H2O2

Hydrogen peroxide (H₂O₂) is a powerful oxidiser that decomposes into an environmental compatible product (water and oxygen). H₂O₂ is formed under the action of sunlight in natural surface waters due to the presence of natural organic constituents (COOPER & ZIKA 1983). This mechanism contributes to water purification within the environment.

H₂O₂ is widely used as a bleaching agent for paper and textiles as well as in industrial applications to manufacture or process products. H₂O₂ can be used for water treatment alone or combined with UV light, a catalyst and/or other oxidants like ozone (see also ozonation). The hydrogen peroxide-based processes are versatile and can treat organics, microbial contamination as well as some inorganic compounds.

H₂O₂-based treatments can be used both for drinking water purification (e.g. to remove bacteria, odour, micropollutants, etc.), and for municipal or industrial wastewater treatment (effluent disinfection, organics degradation, see also advanced oxidation).

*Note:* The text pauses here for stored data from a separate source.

//! JSON assertion scripts in the spirit of `wast2json` output.
//!
//! A script owns at most one memory at a time. Operations are named by
//! their text mnemonic and receive their operands in push order.

use crate::dispatch::Instr;
use crate::error::Error;
use crate::value::{ValType, Value};
use crate::wasm_memory::WasmMemory;
use serde::Deserialize;

#[derive(Deserialize, Clone, Debug)]
pub struct ValueJSON {
    pub r#type: String,
    pub value: String,
}

#[derive(Deserialize, Clone, Debug)]
#[serde(tag = "type")]
pub enum Command {
    #[serde(rename = "memory")]
    Memory { line: u32, min: u32, max: u32 },
    #[serde(rename = "init")]
    Init { line: u32, offset: u32, bytes: Vec<u8> },
    #[serde(rename = "action")]
    Action { line: u32, op: String, #[serde(default)] offset: u32, args: Vec<ValueJSON> },
    #[serde(rename = "assert_return")]
    AssertReturn {
        line: u32,
        op: String,
        #[serde(default)] offset: u32,
        args: Vec<ValueJSON>,
        expected: Vec<ValueJSON>,
    },
    #[serde(rename = "assert_trap")]
    AssertTrap { line: u32, op: String, #[serde(default)] offset: u32, args: Vec<ValueJSON>, text: String },
}

impl Command {
    pub fn line(&self) -> u32 {
        match self {
            Command::Memory { line, .. }
            | Command::Init { line, .. }
            | Command::Action { line, .. }
            | Command::AssertReturn { line, .. }
            | Command::AssertTrap { line, .. } => *line,
        }
    }

    pub fn kind(&self) -> &'static str {
        match self {
            Command::Memory { .. } => "memory",
            Command::Init { .. } => "init",
            Command::Action { .. } => "action",
            Command::AssertReturn { .. } => "assert_return",
            Command::AssertTrap { .. } => "assert_trap",
        }
    }
}

#[derive(Deserialize, Clone, Debug)]
pub struct Script {
    #[serde(default)]
    pub source_filename: String,
    pub commands: Vec<Command>,
}

impl Script {
    pub fn from_json(text: &str) -> Result<Self, serde_json::Error> {
        serde_json::from_str(text)
    }
}

#[derive(Debug, Default)]
pub struct Report {
    pub passes: u32,
    pub failures: Vec<String>,
}

impl Report {
    pub fn is_success(&self) -> bool { self.failures.is_empty() }
}

const CANONICAL_NAN_F32: u32 = 0x7fc0_0000;
const CANONICAL_NAN_F64: u64 = 0x7ff8_0000_0000_0000;

fn is_float_literal(s: &str) -> bool {
    s.starts_with('-') || s.contains(['.', 'e', 'E']) || s.contains("inf") || s.contains("nan")
}

impl ValueJSON {
    /// Integers may be written signed or unsigned. Floats are literals when
    /// they look like one, otherwise the decimal bit pattern.
    pub fn to_value(&self) -> Result<Value, String> {
        let ty: ValType = self.r#type.parse().map_err(|_| format!("unknown value type: {}", self.r#type))?;
        let v = self.value.as_str();
        let bad = || format!("bad {} value '{}'", ty, v);
        Ok(match ty {
            ValType::I32 => match v.parse::<u32>() {
                Ok(u) => Value::from_u32(u),
                Err(_) => Value::I32(v.parse::<i32>().map_err(|_| bad())?),
            },
            ValType::I64 => match v.parse::<u64>() {
                Ok(u) => Value::from_u64(u),
                Err(_) => Value::I64(v.parse::<i64>().map_err(|_| bad())?),
            },
            ValType::F32 if v.starts_with("nan:") => Value::from_f32_bits(CANONICAL_NAN_F32),
            ValType::F64 if v.starts_with("nan:") => Value::from_f64_bits(CANONICAL_NAN_F64),
            ValType::F32 if is_float_literal(v) => Value::F32(v.parse().map_err(|_| bad())?),
            ValType::F64 if is_float_literal(v) => Value::F64(v.parse().map_err(|_| bad())?),
            ValType::F32 => Value::from_f32_bits(v.parse().map_err(|_| bad())?),
            ValType::F64 => Value::from_f64_bits(v.parse().map_err(|_| bad())?),
        })
    }
}

fn to_values(values: &[ValueJSON]) -> Result<Vec<Value>, String> {
    values.iter().map(ValueJSON::to_value).collect()
}

fn check_results(result: Option<Value>, expected: &[ValueJSON]) -> Result<(), String> {
    let exp_values = to_values(expected)?;
    let results: Vec<Value> = result.into_iter().collect();
    if results.len() != exp_values.len() {
        return Err(format!("result count mismatch: expected {}, got {}", exp_values.len(), results.len()));
    }
    for (i, (got, exp)) in results.iter().zip(&exp_values).enumerate() {
        if got.ty() != exp.ty() {
            return Err(format!("result[{}] type mismatch: expected {}, got {}", i, exp.ty(), got.ty()));
        }
        // Exact bit match first, then any NaN matches any NaN
        if got.bits() == exp.bits() || (got.is_nan() && exp.is_nan()) {
            continue;
        }
        return Err(format!("result[{}] mismatch: expected {}, got {}", i, exp, got));
    }
    Ok(())
}

struct Runner {
    memory: Option<WasmMemory>,
}

impl Runner {
    fn exec(&mut self, op: &str, offset: u32, args: &[ValueJSON]) -> Result<Result<Option<Value>, Error>, String> {
        let instr: Instr = op.parse().map_err(|e: Error| format!("{}: {}", op, e))?;
        let instr = instr.with_offset(offset);
        let operands = to_values(args)?;
        crate::debug_println!("[script] {} {:?}", op, operands);
        Ok(instr.execute(self.memory.as_mut(), &operands))
    }

    fn run(&mut self, cmd: &Command) -> Result<(), String> {
        match cmd {
            Command::Memory { min, max, .. } => {
                self.memory = Some(WasmMemory::new(*min, *max).map_err(|e| format!("memory failed: {}", e))?);
                Ok(())
            }
            Command::Init { offset, bytes, .. } => {
                let mem = self.memory.as_mut().ok_or("init without a memory")?;
                mem.init(*offset, bytes).map_err(|e| format!("init failed: {}", e))
            }
            Command::Action { op, offset, args, .. } => {
                self.exec(op, *offset, args)?.map(|_| ()).map_err(|e| e.to_string())
            }
            Command::AssertReturn { op, offset, args, expected, .. } => {
                let result = self.exec(op, *offset, args)?.map_err(|e| e.to_string())?;
                check_results(result, expected)
            }
            Command::AssertTrap { op, offset, args, text, .. } => {
                match self.exec(op, *offset, args)? {
                    Err(Error::Trap(msg)) if msg == text.as_str() || msg.starts_with(text.as_str()) => Ok(()),
                    Err(Error::Trap(msg)) => Err(format!("message mismatch: expected '{}', got '{}'", text, msg)),
                    Err(e) => Err(format!("wrong error type, expected trap '{}', got '{}'", text, e)),
                    Ok(_) => Err(format!("expected trap: '{}'", text)),
                }
            }
        }
    }
}

/// Runs every command, collecting failures instead of stopping at the
/// first one.
pub fn run_script(script: &Script) -> Report {
    let mut runner = Runner { memory: None };
    let mut report = Report::default();
    for cmd in &script.commands {
        match runner.run(cmd) {
            Ok(()) => report.passes += 1,
            Err(e) => report.failures.push(format!(
                "[{}:{}] {}: {}", script.source_filename, cmd.line(), cmd.kind(), e
            )),
        }
    }
    report
}
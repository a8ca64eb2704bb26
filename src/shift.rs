//! Shifts and rotations. The amount is always reduced modulo the operand
//! width before use (low 5 bits for i32, low 6 bits for i64).

use paste::paste;

macro_rules! impl_shift {
    ($int:ident, $uint:ident, $bits:literal) => {
        paste! {
            #[inline(always)]
            pub fn [<$int _shl>](a: $int, b: $int) -> $int {
                a.wrapping_shl((b as $uint % $bits) as u32)
            }
            /// Arithmetic shift, replicates the sign bit.
            #[inline(always)]
            pub fn [<$int _shr_s>](a: $int, b: $int) -> $int {
                a.wrapping_shr((b as $uint % $bits) as u32)
            }
            /// Logical shift, fills with zeros.
            #[inline(always)]
            pub fn [<$int _shr_u>](a: $int, b: $int) -> $int {
                (a as $uint).wrapping_shr((b as $uint % $bits) as u32) as $int
            }
            #[inline(always)]
            pub fn [<$int _rotl>](a: $int, b: $int) -> $int {
                (a as $uint).rotate_left((b as $uint % $bits) as u32) as $int
            }
            #[inline(always)]
            pub fn [<$int _rotr>](a: $int, b: $int) -> $int {
                (a as $uint).rotate_right((b as $uint % $bits) as u32) as $int
            }
        }
    };
}

impl_shift!(i32, u32, 32);
impl_shift!(i64, u64, 64);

The active part of hydrogen peroxide is the peroxide group, which is an oxidant similar to ozone (see ozonation) or chlorine (see chlorination). When dissolved in water, H₂O₂ spontaneously breaks down into water and oxygen. This decomposition leads to the formation of reactive oxygen species (ROS), which can oxidise certain organics and metal ions and can also kill pathogens (NEDERHOFF 2000). Optimisation of conditions using H₂O₂ to destroy these pollutants can involve control of pH, temperature and reaction time. No additional additives are required.

H₂O₂ can be used in combination with catalysts: UV light and/or other oxidants. The UV light allows the production of an oxidising agent (ROS) called hydroxyl radical (^.OH). ^.OH is one of the strongest oxidants known, much more efficient than hydrogen peroxide alone (AMIN et al. 2008) and is therefore much more efficient in killing microorganisms and degrading organics in water.

H₂O₂ + UV light --> 2 ^.OH

Another way of generating hydroxyl radical from H₂O₂ is the use of a catalyst. The use of iron ions as a catalyst is a common approach and is referred to as Fenton process (STASINAKIS 2008).

Fe²⁺ + H₂O₂ --> Fe³⁺ + OH^- + ^.OH

This reaction is enhanced by the use of solar light (photo-Fenton).

The addition of both hydrogen peroxide and ozone (peroxone) to wastewater accelerates the decomposition of ozone and enhances the production of hydroxyl radical (AL-KDASI 2004).

The classical manufacturing process involves the catalytic reaction of Hydrogen (H₂) with atmospheric oxygen (O₂) to give H₂O₂. Anthraquinone (Q) is used as a hydrogen carrier. Palladium catalyses the reaction between H₂ and Q to create H₂Q in solution. Then the solution is oxidised by blowing air producing H₂O₂ (H₂Q + O₂ --> H₂O₂ + Q) (DEED 1998). Hydrogen peroxide can also be produced directly in wastewater by water electrolysis using electrodes. The required oxygen can be supplied by transfer from the atmosphere (DROGUI et al. 2001).

Costs depend on the specifics of the requirement (e.g. H₂O₂ strength and grade, volume per year, packaging and delivery volumes, and location/proximity to production plant, etc.). For large amounts of technical grade 30% H₂O₂, the price is roughly a few dollars per kg.